Treating Arthritis More than Just Physical Healing

Patient education as important as drug therapy
The latest and most effective way to treat arthritis, to-date, is through an individualized approach combining drug therapy, diet, exercise, patient education, and as a last resort surgery, according to Lee S. Simon, M.D., Assistant Professor of Medicine at Harvard Medical School in Boston, Mass., and the Education Council Chairman of the American College of Rheumatology. Dr. Simon spoke at a recent AMA media briefing on arthritis.
Treatment Dilemma leads to New Advances
While drug therapy is a very important part of the arthritis treatment program, it also poses a dilemma because of the side effects of some commonly used arthritis medications. Nonsteroidal anti-inflammatory drugs (NSAIDs) decrease the pain and inflammation caused by arthritis, but they can also induce ulcers and other serious gastrointestinal complications in some people.
Dr. Simon is a member of an advisory committee to the Food and Drug Administration which has recently recommended changes in the labeling of NSAIDs. The committee continues to work on other strategies to address the problem.
In addition, researchers are trying to develop new drugs to treat arthritis patients. Several drug companies are working on a new type of arthritis medication that would reduce inflammation by inhibiting an enzyme called cyclooxygenase-2 (COX-2), without inhibiting another form of the enzyme, COX-1, which protects the stomach. Dr. Simon says efforts are also under way focusing on how to reconstitute cartilage damaged by arthritis, but progress on both fronts is still about five years away.
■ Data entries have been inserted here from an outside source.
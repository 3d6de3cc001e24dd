use async_graphql::dataloader::Loader;
use infra::db::Db;
use infra::models::{
    AgeCategoryRow, ClubRow, CompetitionPerCategoryRow, CompetitionRow, PersonRow, ProfileRow,
    RegistrationRow,
};
use infra::repos::{
    age_categories, clubs, competition_per_categories, competitions, persons, profiles,
    registrations,
};
use std::{collections::HashMap, future::Future, sync::Arc};
use uuid::Uuid;

/// Declares a DataLoader batching lookups by primary key through a repo `get_by_ids`.
macro_rules! id_loader {
    ($(#[$meta:meta])* $name:ident, $row:ty, $fetch:path) => {
        $(#[$meta])*
        #[derive(Clone)]
        pub struct $name {
            pool: Db,
        }

        impl $name {
            pub fn new(pool: Db) -> Self {
                Self { pool }
            }
        }

        impl Loader<Uuid> for $name {
            type Value = $row;
            type Error = Arc<sqlx::Error>;

            fn load(
                &self,
                keys: &[Uuid],
            ) -> impl Future<Output = std::result::Result<HashMap<Uuid, Self::Value>, Self::Error>>
                   + Send {
                let pool = self.pool.clone();
                let ids: Vec<Uuid> = keys.to_vec();

                async move {
                    if ids.is_empty() {
                        return Ok(HashMap::new());
                    }

                    let rows: Vec<$row> = $fetch(&pool, &ids).await.map_err(Arc::new)?;
                    Ok(rows.into_iter().map(|r| (r.id, r)).collect())
                }
            }
        }
    };
}

id_loader!(ClubLoader, ClubRow, clubs::get_by_ids);
id_loader!(PersonLoader, PersonRow, persons::get_by_ids);
id_loader!(CompetitionLoader, CompetitionRow, competitions::get_by_ids);
id_loader!(AgeCategoryLoader, AgeCategoryRow, age_categories::get_by_ids);
id_loader!(
    /// Buckets (competition per category) by id.
    CompetitionPerCategoryLoader,
    CompetitionPerCategoryRow,
    competition_per_categories::get_by_ids
);
id_loader!(RegistrationLoader, RegistrationRow, registrations::get_by_ids);

/// Stored profiles keyed by person id, so role checks inside field resolvers batch.
#[derive(Clone)]
pub struct ProfileLoader {
    pool: Db,
}

impl ProfileLoader {
    pub fn new(pool: Db) -> Self {
        Self { pool }
    }
}

impl Loader<Uuid> for ProfileLoader {
    type Value = ProfileRow;
    type Error = Arc<sqlx::Error>;

    fn load(
        &self,
        keys: &[Uuid],
    ) -> impl Future<Output = std::result::Result<HashMap<Uuid, Self::Value>, Self::Error>> + Send
    {
        let pool = self.pool.clone();
        let person_ids: Vec<Uuid> = keys.to_vec();

        async move {
            let rows = profiles::get_by_person_ids(&pool, &person_ids)
                .await
                .map_err(Arc::new)?;
            Ok(rows.into_iter().map(|r| (r.person_id, r)).collect())
        }
    }
}
use chrono::{Datelike, NaiveDate};
use uuid::Uuid;

use crate::models::{AgeCategoryRow, Gender};

/// A distance offered by a competition.
#[derive(Debug, Clone, PartialEq)]
pub struct Distance {
    pub name: String,
    pub km: f32,
}

/// One result bucket to be created for a competition.
#[derive(Debug, Clone, PartialEq)]
pub struct BucketPlan {
    pub age_category_id: Uuid,
    pub distance_name: String,
    pub distance_in_km: f32,
    pub gender: Gender,
}

/// Age in whole years on `on`. A birthday not yet reached that year counts one less.
pub fn age_on(birth_date: NaiveDate, on: NaiveDate) -> i32 {
    let mut age = on.year() - birth_date.year();
    if (on.month(), on.day()) < (birth_date.month(), birth_date.day()) {
        age -= 1;
    }
    age
}

/// Cross product of age categories, distances (shortest first) and genders.
pub fn seed_plan(categories: &[AgeCategoryRow], distances: &[Distance]) -> Vec<BucketPlan> {
    let mut distances: Vec<&Distance> = distances.iter().collect();
    distances.sort_by(|a, b| a.km.total_cmp(&b.km));

    let mut plan = Vec::with_capacity(categories.len() * distances.len() * Gender::ALL.len());
    for category in categories {
        for distance in &distances {
            for gender in Gender::ALL {
                plan.push(BucketPlan {
                    age_category_id: category.id,
                    distance_name: distance.name.clone(),
                    distance_in_km: distance.km,
                    gender,
                });
            }
        }
    }
    plan
}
Drug Therapy: The Benefits
The first step toward developing a treatment program for an arthritis patient is identifying which of the 100 types of arthritis the patient has. Osteoarthritis is the most common form of arthritis. It is primarily a disease of the cartilage caused by wear and tear on the joints, and usually affects people later in life. "A person with osteoarthritis will likely be treated with one drug, initially an analgesic like acetaminophen to relieve pain," Dr. Simon explains. "However, a person with rheumatoid arthritis may have to take two, or even three drugs."
Rheumatoid arthritis is one of the most severe forms of arthritis. It is caused by the body's immune system attacking the joints and surrounding tissue. Dr. Simon says "diseases like rheumatoid arthritis would require one or two drugs to decrease pain and inflammation and then perhaps a slow-reacting drug to alter the natural history of the disease."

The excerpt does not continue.